5. The method according to claim 3, characterized in that, Generate microscopic correction instructions for the edge particles, including: The energy consumption limits of the actuator, the overall processing capacity of the sorting equipment, and the interaction effects between multiple edge particles are obtained. Based on the energy consumption limit, the overall processing capacity, the interaction effects, and the physical deviation vector, a multi-objective optimization algorithm is used to generate microscopic correction instructions for the edge particles.

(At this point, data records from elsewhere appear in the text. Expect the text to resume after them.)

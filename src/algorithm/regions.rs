//! Flood-fill partitioning of panel cells into regions bounded by the vertex path

use crate::spatial::grid::{CellGrid, VertexGrid};

/// Flood-fill directions, tried in this order from every cell
pub const DIRECTIONS: [[isize; 2]; 4] = [[1, 0], [0, 1], [-1, 0], [0, -1]];

/// Cells of each region, where entry `i` holds the members of region `i + 1`
pub type RegionMembers = Vec<Vec<[usize; 2]>>;

/// The two vertices bounding the edge crossed when leaving `cell` along `direction`
pub const fn wall_vertices(cell: [usize; 2], direction: [isize; 2]) -> [[usize; 2]; 2] {
    let [x, y] = cell;
    let [dx, dy] = direction;

    // Top-right corner for right/up moves, bottom-left otherwise
    let first = if dx == 1 || dy == 1 { [x + 1, y + 1] } else { [x, y] };
    // Top-left corner for up/left moves, bottom-right otherwise
    let second = if dx - dy == -1 { [x, y + 1] } else { [x + 1, y] };

    [first, second]
}

/// Whether the vertex path runs along the edge crossed when leaving `cell`
pub fn is_path_wall(vertices: &VertexGrid, cell: [usize; 2], direction: [isize; 2]) -> bool {
    let [first, second] = wall_vertices(cell, direction);
    let a = vertices.get(first).copied().unwrap_or(0);
    let b = vertices.get(second).copied().unwrap_or(0);

    a != 0 && b != 0 && a.abs_diff(b) == 1
}

/// Assign a region id to every cell and collect the members of each region
///
/// Cells are scanned column by column (x ascending, then y ascending). The
/// first unassigned cell found starts the next region id, counting from 1.
/// Cells already carrying a region id are left untouched.
pub fn partition_regions(cells: &mut CellGrid, vertices: &VertexGrid) -> RegionMembers {
    let (cols, rows) = cells.dim();
    let mut regions: RegionMembers = Vec::new();

    for x in 0..cols {
        for y in 0..rows {
            let unassigned = cells.get([x, y]).is_some_and(|cell| cell.region == 0);
            if unassigned {
                let region_id = regions.len() as u32 + 1;
                regions.push(flood_region(cells, vertices, [x, y], region_id));
            }
        }
    }

    regions
}

fn flood_region(
    cells: &mut CellGrid,
    vertices: &VertexGrid,
    start: [usize; 2],
    region_id: u32,
) -> Vec<[usize; 2]> {
    let mut members = Vec::new();
    let mut pending = vec![start];

    if let Some(cell) = cells.get_mut(start) {
        cell.region = region_id;
    }

    while let Some(current) = pending.pop() {
        members.push(current);

        for direction in DIRECTIONS {
            if let Some(next) = crawl_target(cells, vertices, current, direction) {
                if let Some(cell) = cells.get_mut(next) {
                    cell.region = region_id;
                }
                pending.push(next);
            }
        }
    }

    members
}

// Neighbor reached from `current` along `direction`, if the move is allowed
fn crawl_target(
    cells: &CellGrid,
    vertices: &VertexGrid,
    current: [usize; 2],
    direction: [isize; 2],
) -> Option<[usize; 2]> {
    let x = current[0].checked_add_signed(direction[0])?;
    let y = current[1].checked_add_signed(direction[1])?;

    // Out of bounds or already assigned
    if cells.get([x, y])?.region != 0 {
        return None;
    }

    (!is_path_wall(vertices, current, direction)).then_some([x, y])
}
//! Tests for the randomized vertex walk and its neighbor restriction

#[cfg(test)]
mod tests {
    use rand::{SeedableRng, rngs::StdRng};
    use randopanel::algorithm::path::{PathError, PathGenerator, candidate_neighbors};
    use randopanel::spatial::grid::{VertexGrid, vertex_grid_for};

    // Orders 1..=length each appear once, start and end at the corners and step one unit at a time
    fn assert_valid_path(vertices: &VertexGrid, length: u32) {
        let (cols, rows) = vertices.dim();
        let mut positions: Vec<Option<[usize; 2]>> = vec![None; length as usize];

        for ((x, y), &order) in vertices.indexed_iter() {
            if order == 0 {
                continue;
            }
            assert!(order <= length, "order {order} beyond path length {length}");
            let slot = &mut positions[order as usize - 1];
            assert!(slot.is_none(), "order {order} appears twice");
            *slot = Some([x, y]);
        }

        let positions: Vec<[usize; 2]> = positions.into_iter().flatten().collect();
        assert_eq!(positions.len(), length as usize, "missing orders");
        assert_eq!(positions.first(), Some(&[0, 0]));
        assert_eq!(positions.last(), Some(&[cols - 1, rows - 1]));

        for step in positions.windows(2) {
            let distance = step[0][0].abs_diff(step[1][0]) + step[0][1].abs_diff(step[1][1]);
            assert_eq!(distance, 1, "orders not adjacent: {step:?}");
        }
    }

    // Tests the neighbor filter in the corners, along the edges and in the interior
    // Verified by allowing downward steps on the right edge
    #[test]
    fn test_candidate_neighbors_respect_escape_rules() {
        let max = [3, 3];

        assert_eq!(candidate_neighbors([0, 0], max), vec![[1, 0], [0, 1]]);
        assert_eq!(
            candidate_neighbors([1, 1], max),
            vec![[2, 1], [1, 2], [1, 0], [0, 1]]
        );
        // Right edge: up, and left because the top is not reached
        assert_eq!(candidate_neighbors([3, 1], max), vec![[3, 2], [2, 1]]);
        // Top edge: right, and down because the right edge is not reached
        assert_eq!(candidate_neighbors([1, 3], max), vec![[2, 3], [1, 2]]);
        // Bottom edge never offers a downward step
        assert_eq!(
            candidate_neighbors([2, 0], max),
            vec![[3, 0], [2, 1], [1, 0]]
        );
        assert_eq!(candidate_neighbors([3, 3], max), Vec::<[usize; 2]>::new());
    }

    // Tests generated paths satisfy the path invariant across shapes and seeds
    // Verified by skipping the undo on backtrack
    #[test]
    fn test_generate_produces_valid_paths() {
        for dims in [(1, 1), (2, 1), (1, 3), (3, 3), (4, 4), (6, 3), (6, 6)] {
            for seed in 0..20 {
                let mut rng = StdRng::seed_from_u64(seed);
                let mut vertices = vertex_grid_for(dims);
                let mut generator = PathGenerator::new(usize::MAX);

                let length = generator
                    .generate(&mut vertices, &mut rng)
                    .unwrap_or_else(|e| unreachable!("unbounded search failed: {e:?}"));

                assert_valid_path(&vertices, length);
                assert!(generator.marks() >= length as usize);
            }
        }
    }

    // Tests a single cell panel always yields a three-vertex corner path
    // Verified by requiring every vertex to be visited
    #[test]
    fn test_single_cell_path_visits_three_corners() {
        for seed in 0..10 {
            let mut rng = StdRng::seed_from_u64(seed);
            let mut vertices = vertex_grid_for((1, 1));

            let length = PathGenerator::new(100).generate(&mut vertices, &mut rng);

            assert_eq!(length, Ok(3));
            assert_eq!(vertices.get([0, 0]).copied(), Some(1));
            assert_eq!(vertices.get([1, 1]).copied(), Some(3));

            let mut orders: Vec<u32> = vertices.iter().copied().collect();
            orders.sort_unstable();
            assert_eq!(orders, vec![0, 1, 2, 3]);
        }
    }

    // Tests running out of budget reports the overrun and leaves the grid cleared
    // Verified by returning NoPath on budget overrun
    #[test]
    fn test_budget_overrun_clears_grid() {
        let mut rng = StdRng::seed_from_u64(7);
        let mut vertices = vertex_grid_for((3, 3));
        let mut generator = PathGenerator::new(2);

        let result = generator.generate(&mut vertices, &mut rng);

        assert_eq!(result, Err(PathError::BudgetExceeded));
        assert!(vertices.iter().all(|&order| order == 0));
    }

    // Tests a generator can be reused and clears the previous path first
    // Verified by skipping the initial grid reset
    #[test]
    fn test_generate_reuses_grid() {
        let mut rng = StdRng::seed_from_u64(99);
        let mut vertices = vertex_grid_for((4, 3));
        let mut generator = PathGenerator::new(usize::MAX);

        for _ in 0..5 {
            let length = generator
                .generate(&mut vertices, &mut rng)
                .unwrap_or_else(|e| unreachable!("unbounded search failed: {e:?}"));
            assert_valid_path(&vertices, length);
        }
    }

    // Tests identical seeds walk identical paths
    // Verified by seeding the shuffle from thread randomness
    #[test]
    fn test_generate_is_deterministic_per_seed() {
        let walk = |seed: u64| {
            let mut rng = StdRng::seed_from_u64(seed);
            let mut vertices = vertex_grid_for((5, 5));
            let length = PathGenerator::new(usize::MAX).generate(&mut vertices, &mut rng);
            (length, vertices)
        };

        assert_eq!(walk(2024), walk(2024));
    }
}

6. The method according to claim 1, characterized in that, Based on the microscopic correction command, the actuator is driven to physically intervene in the edge particles, including: Obtain operational performance data of the actuator; Compare the operational performance data with the expected performance corresponding to the micro-correction instructions to determine whether there is a performance deviation; When the performance deviation exists, the parameters of the micro-correction command are adaptively adjusted; The adjusted micro-correction command is sent to the control interface of the actuator to drive the actuator to physically intervene in the edge particles.
7. An intelligent control system for coal sorting in mines based on a mining system, characterized in that, The system includes: The parameter acquisition module is used to acquire the physical property measurement values and motion state parameters of edge particles in the sorting device; the edge particles are particles whose spatial location is located in the diversion area and whose current motion trajectory tends to or has entered the preset critical area between different collection channels; The deviation judgment module is used to generate particle classification features and current motion state features based on the measured physical property values and the motion state parameters; Based on the particle classification characteristics, the desired collection channel for the edge particles is determined; Select the target boundary set corresponding to the desired collection channel from the preset ideal space-motion state boundary set; The current motion state features are compared with the target boundary set to obtain the comparison result; Obtain the environmental fluid disturbance parameters and the response characteristics of the actuator in the diversion region; Based on the perturbation parameters and the response characteristics, the deviation threshold for determining whether edge particles deviate from the desired trajectory is dynamically adjusted; If the comparison result exceeds the deviation threshold, it is determined that the flow separation behavior of the edge particles deviates from the preset target; The instruction generation module is used to, when determined to be a deviation from the preset target, quantify the physical deviation vector between the edge particle and the target boundary set according to the comparison result; and generate a micro-correction instruction for the edge particle based on the physical deviation vector; wherein the micro-correction instruction includes a physical intervention direction, a point of application, and an intensity of force; the intensity of force is related to the physical deviation vector; The intervention execution module is used to drive the actuator to physically intervene in the edge particles based on the micro-correction instructions via the distributed soft bus of the mining system.